SUPPLIED RECORDS —
▼▼▼
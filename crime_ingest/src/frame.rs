use crate::models::{CrimeRecord, CRIME_COLUMNS};
use chrono::Datelike;
use polars::prelude::*;

/// Days from 0001-01-01 to 1970-01-01, the offset polars dates count from.
const EPOCH_DAYS_FROM_CE: i32 = 719_163;

fn text_series(
    name: &str,
    records: &[CrimeRecord],
    field: fn(&CrimeRecord) -> Option<&str>,
) -> Series {
    let values: Vec<Option<&str>> = records.iter().map(field).collect();
    Series::new(name.into(), values)
}

/// Crime rows as a DataFrame in storage column order, `month` typed as `Date`.
pub fn crime_frame(records: &[CrimeRecord]) -> PolarsResult<DataFrame> {
    let days: Vec<i32> = records
        .iter()
        .map(|r| r.month.num_days_from_ce() - EPOCH_DAYS_FROM_CE)
        .collect();
    let month = Series::new("month".into(), days).cast(&DataType::Date)?;

    let longitude: Vec<f64> = records.iter().map(|r| r.longitude).collect();
    let latitude: Vec<f64> = records.iter().map(|r| r.latitude).collect();

    let df = DataFrame::new(vec![
        text_series("crime_id", records, |r| r.crime_id.as_deref()),
        month,
        text_series("reported_by", records, |r| r.reported_by.as_deref()),
        text_series("falls_within", records, |r| r.falls_within.as_deref()),
        Series::new("longitude".into(), longitude),
        Series::new("latitude".into(), latitude),
        text_series("location", records, |r| r.location.as_deref()),
        text_series("lsoa_code", records, |r| r.lsoa_code.as_deref()),
        text_series("lsoa_name", records, |r| r.lsoa_name.as_deref()),
        text_series("crime_type", records, |r| Some(r.crime_type.as_str())),
        text_series("outcome_type", records, |r| Some(r.outcome_type.as_str())),
        text_series("context", records, |r| r.context.as_deref()),
    ])?;
    debug_assert_eq!(df.width(), CRIME_COLUMNS.len());
    Ok(df)
}

#[cfg(test)]
mod tests {
    use super::*;
    use chrono::NaiveDate;

    #[test]
    fn test_crime_frame_types() {
        let records = vec![CrimeRecord {
            crime_id: None,
            month: NaiveDate::from_ymd_opt(2021, 7, 1).unwrap(),
            reported_by: Some("Metropolitan Police Service".to_string()),
            falls_within: None,
            longitude: -0.1,
            latitude: 51.5,
            location: None,
            lsoa_code: None,
            lsoa_name: None,
            crime_type: "Burglary".to_string(),
            outcome_type: "Unknown".to_string(),
            context: None,
        }];

        let df = crime_frame(&records).unwrap();
        assert_eq!(df.shape(), (1, 12));
        assert_eq!(df.column("month").unwrap().dtype(), &DataType::Date);
        assert_eq!(df.column("latitude").unwrap().dtype(), &DataType::Float64);
        assert_eq!(df.column("crime_id").unwrap().null_count(), 1);
        assert_eq!(df.column("crime_type").unwrap().null_count(), 0);
    }

    #[test]
    fn test_epoch_offset() {
        let epoch = NaiveDate::from_ymd_opt(1970, 1, 1).unwrap();
        assert_eq!(epoch.num_days_from_ce(), EPOCH_DAYS_FROM_CE);
    }
}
▲▲▲
TASK TO COMPLETE — Give the number of lines in the data that contain the string "location", and nothing else.

TASK ANSWER — 2